With Parasite’s recent sweep of the Oscars, Film Critic Nieve Cassidy feels it’s the perfect time to take a look back at Spotlight – one of the few other times the Academy got it right

Written by Nieve Cassidy
Published
Images by Entertainment One

There are few Best Picture winners that stay with you after the buzz inevitably subsides. For some, the meteoric rise of Parasite which went on to claim the accolade at this year’s Oscars was unanticipated. With the likes of Sam Mendes’ extraordinary 1917 in the ranks, Parasite was a likeable surprise. Just as we reflect on this year’s winner, we turn to another: Spotlight (2015)one of the most important and pivotal films of the decade. Everyone should see this film, and those who haven’t are in for a wake-up call. Winning both Best Original Screenplay and Best Picture, this film features a well-suited cast which would probably have not come together otherwise. The purpose of the film is inescapable, and the ‘Spotlight’ team’s achievement in exposing decades of child sexual abuse by members of the Catholic Church in Boston in 2002 deserves boundless recognition. In the words of Marty Baron, played by Liev Schreiber: ‘For me, this kind of story is why we do this.’

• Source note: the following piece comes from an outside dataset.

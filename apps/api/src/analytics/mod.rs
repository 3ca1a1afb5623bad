pub mod handlers;
pub mod overview;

The ability of the actors to portray groundbreaking journalism is just one of the many triumphs of Spotlight

Headed by Hollywood superstar Michael Keaton, the supporting cast of Rachel McAdams, Mark Ruffalo and Matt Carroll portray a convincing team of journalists who will not rest until the truth is exposed. McAdams gives an astounding performance as Sacha Pfeiffer, one of the younger members of the ‘Spotlight’ team. Her nomination for Best Supporting Actress was deserved, and should have been a win. Never seen without pen and paper, McAdams is tasked with interviewing some extremely anxious victims. Although other actors in the film give commendable performances, McAdams is the most convincing. Ruffalo plays Mike Rezendes, who takes on a much more chaotic yet ultimately effective approach to reporting. Seeing these different characters find a common approach is a testament to the complexity of the investigative process. Keaton’s Walter Robinson is a calm yet authoritative team leader who must navigate some personal issues in the wake of the Boston scandal. The ability of the actors to portray groundbreaking journalism is just one of the many triumphs of Spotlight. 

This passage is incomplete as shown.